Insofar as indemnification for liabilities arising under the Securities
Act of 1933 may be permitted to directors, officers and controlling persons of
the Company pursuant to the foregoing provisions, or otherwise, the Company has
been advised that in the opinion of the Securities and Exchange Commission such
indemnification is against public policy as expressed in the Securities Act of
1933 and is therefore unenforceable.
ITEM 7. EXEMPTION FROM REGISTRATION CLAIMED.
Not applicable.
ITEM 8.EXHIBITS.
5 Opinion of Jones, Walker, Waechter, Poitevent, Carrere &
Denegre, L.L.P.
23.1 Consent of Ernst & Young LLP
23.2 Consent of Ernst & Young LLP
23.3 Consent of Counsel (included in Exhibit 5)

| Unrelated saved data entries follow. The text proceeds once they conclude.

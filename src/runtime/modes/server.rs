//! Server mode

use actix_web::{
    App, HttpServer,
    middleware::{Compress, DefaultHeaders},
    web,
};
use anyhow::{Context, Result};
use tracing::warn;

use crate::api::{
    self, AppState,
    middleware::{RequestIdMiddleware, TimingMiddleware},
};
use crate::config::StaticConfig;
use crate::runtime::lifetime;

/// Run the HTTP server until it stops or Ctrl+C is received
///
/// **Note**: Logging system must be initialized before calling this function
pub async fn run_server(config: &StaticConfig) -> Result<()> {
    let startup = lifetime::startup::prepare_server_startup(config)
        .await
        .inspect_err(|e| tracing::error!("Server startup failed: {}", e))?;

    let store = startup.store.clone();
    let state = web::Data::new(AppState::new(
        startup.store,
        startup.reagents,
        startup.brand,
        startup.title,
    ));

    let cpu_count = config.server.cpu_count.clamp(1, 32);
    warn!("Using {} CPU cores for the server", cpu_count);

    let bind_address = format!("{}:{}", config.server.host, config.server.port);
    let server = HttpServer::new(move || {
        App::new()
            .wrap(TimingMiddleware) // outermost, measures full latency
            .wrap(RequestIdMiddleware)
            .wrap(Compress::default())
            .wrap(DefaultHeaders::new().add(("X-Content-Type-Options", "nosniff")))
            .app_data(state.clone())
            .app_data(web::FormConfig::default().limit(64 * 1024))
            .configure(api::configure)
    })
    .keep_alive(std::time::Duration::from_secs(30))
    .workers(cpu_count)
    .bind(&bind_address)
    .with_context(|| format!("Failed to bind {}", bind_address))?;

    warn!("Starting server at http://{}", bind_address);
    let server = server.run();

    tokio::select! {
        res = server => {
            res?;
        }
        _ = lifetime::shutdown::listen_for_shutdown(&store) => {
            warn!("Graceful shutdown completed");
        }
    }

    Ok(())
}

24 Power of Attorney (included on the signature page of this
Registration Statement)
ITEM 9.UNDERTAKINGS.
1. The undersigned registrant hereby undertakes:
(a) To file, during any period in which offers or sales are being
made, a post-effective amendment to this Registration Statement:
(i) To include any prospectus required by Section 10(a)(3)
of the Securities Act of 1933;
(ii) To reflect in the prospectus any facts or events
arising after the effective date of the Registration Statement (or the most
recent post-effective amendment thereof) which, individually or in the
aggregate, represent a fundamental change in the information set forth in the
Registration Statement;
(iii) To include any material information with respect to the
plan of distribution not previously disclosed in the Registration Statement or
any material change to such information in the Registration Statement;
provided, however, that paragraphs 1(a)(i) and 1(a)(ii) do not apply if the
information required to be included in a post-effective amendment by those
paragraphs is contained in periodic reports filed by the registrant pursuant to
Section 13 or Section 15(d) of the Securities Exchange Act of 1934 that are
incorporated by reference herein.
(b) That, for the purpose of determining any liability under the
Securities Act of 1933, each such post-effective amendment shall be deemed to
be a new registration statement relating to the securities offered herein, and
the offering of such securities at that time shall be deemed to be the initial
bona fide offering thereof.
(c) To remove from registration by means of a post-effective
amendment any of the securities being registered which remain unsold at the
termination of the offering.
(2) The undersigned registrant hereby undertakes that, for purposes of
determining any liability under the Securities Act of 1933, each filing of the
registrant's annual report pursuant to section 13(a) or section 15(d) of the
Securities Exchange Act of 1934 (and, where applicable, each filing of an
employee benefit plan's annual report pursuant to section 15(d) of the
Securities Exchange Act of 1934) that is incorporated by reference in the
registration statement shall be deemed to be a new registration statement
relating to the securities offered therein, and the offering of such securities
at that time shall be deemed to be the initial bona fide offering thereof.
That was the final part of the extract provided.